Dejection or heavy paralysis
Finally, it is noted for experiencing a feeling of heaviness in the arms and legs.
This factor was one of the most important at the time of initiating the investigation into this type of depression, since individuals with other depressive modalities generally do not present specific symptoms in the extremities.
However, this is not the main symptom of atypical depression, as other mood swings can also occur with high feelings of fatigue and physical fatigue.
Complications of Atypical depression
It is usually related to different problematic situations or elements that may arise from the disorder itself. In this sense, special care must be taken in the following aspects:
The change in appetite that causes atypical depression is well documented and demonstrated, therefore, this change is a high risk factor for obesity.

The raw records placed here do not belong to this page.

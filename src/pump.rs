//! One-way byte pump between two connected streams.

use std::fmt;

use smol::io::{self, AsyncRead, AsyncReadExt, AsyncWrite, AsyncWriteExt};

/// Bytes moved per read/write cycle unless configured otherwise.
pub const DEFAULT_BUFFER_SIZE: usize = 10_240;

/// Identifies a pump in log output.
#[derive(Clone, Debug)]
pub struct Route {
    pub session: u64,
    pub source: String,
    pub destination: String,
}

impl Route {
    pub fn new(session: u64, source: impl fmt::Display, destination: impl fmt::Display) -> Self {
        Self {
            session,
            source: source.to_string(),
            destination: destination.to_string(),
        }
    }

    /// The same pair, traversed the other way.
    pub fn reversed(&self) -> Self {
        Self {
            session: self.session,
            source: self.destination.clone(),
            destination: self.source.clone(),
        }
    }
}

impl fmt::Display for Route {
    fn fmt(&self, f: &mut fmt::Formatter<'_>) -> fmt::Result {
        write!(f, "{} -> {}", self.source, self.destination)
    }
}

/// Why a pump stopped.
#[derive(Clone, Copy, Debug, PartialEq, Eq)]
pub enum PumpEnd {
    /// The source returned an empty read.
    Eof,
    /// Reading the source failed (reset, aborted, closed under us).
    ReadFailed,
    /// Writing the destination failed.
    WriteFailed,
}

#[derive(Clone, Copy, Debug, PartialEq, Eq)]
pub struct PumpOutcome {
    pub bytes: u64,
    pub end: PumpEnd,
}

/// Copies `reader` into `writer` until the reader reports end of stream or
/// either side fails.
///
/// Every chunk is written in full before the next read, so bytes arrive in
/// the order they were read and a slow writer stalls the reader. Errors
/// never escape: they end the pump and are reported in the outcome.
pub async fn pump<R, W>(
    mut reader: R,
    mut writer: W,
    route: &Route,
    buffer_size: usize,
) -> PumpOutcome
where
    R: AsyncRead + Unpin,
    W: AsyncWrite + Unpin,
{
    let mut buf = vec![0u8; buffer_size.max(1)];
    let mut bytes = 0u64;

    let end = loop {
        let n = match reader.read(&mut buf).await {
            Ok(0) => {
                tracing::debug!(session = route.session, %route, "source closed");
                break PumpEnd::Eof;
            }
            Ok(n) => n,
            Err(e) if e.kind() == io::ErrorKind::Interrupted => continue,
            Err(e) => {
                tracing::error!(session = route.session, %route, "connection closed: {}", e);
                break PumpEnd::ReadFailed;
            }
        };

        if let Err(e) = writer.write_all(&buf[..n]).await {
            tracing::error!(session = route.session, %route, "connection closed: {}", e);
            break PumpEnd::WriteFailed;
        }
        bytes += n as u64;
        tracing::info!(session = route.session, %route, bytes = n, "relayed");
    };

    PumpOutcome { bytes, end }
}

Trying to balance intake and diet is a secondary therapeutic objective, but it can be highly important in different cases.
Although anxious symptomatology is not the main manifestation of atypical depression, it can be important in the clinical picture.
People with this type of depression may be at greater risk of developing an anxiety disorder, such as social phobia or panic attacks.
As in the vast majority of mood disorders, suicide is the main risk factor for the pathology.
Assessment of ideas about death, autolytic thoughts and suicidal planning should be paramount in the treatment of atypical depression.
Currently, there are specific treatments to intervene in atypical depression. In general, people suffering from this disorder have serious medical conditions that require medication.
Likewise, psychotherapy is a highly recommended tool to accompany pharmacological treatment.
Unlike most types of depression, people with atypical depression often do not respond adequately to treatment with tricyclic antidepressants.
The first choice drugs to treat this psychopathology are monoamine oxidase inhibitors (MAOIs). However, these medications should be used with caution as they can cause significant side effects.
Another type of psychoactive drug used in the treatment of atypical depression is selective serotonin reuptake inhibitors (SSRIs). These medications have fewer side effects than MAOIs and are effective medications for atypical depression.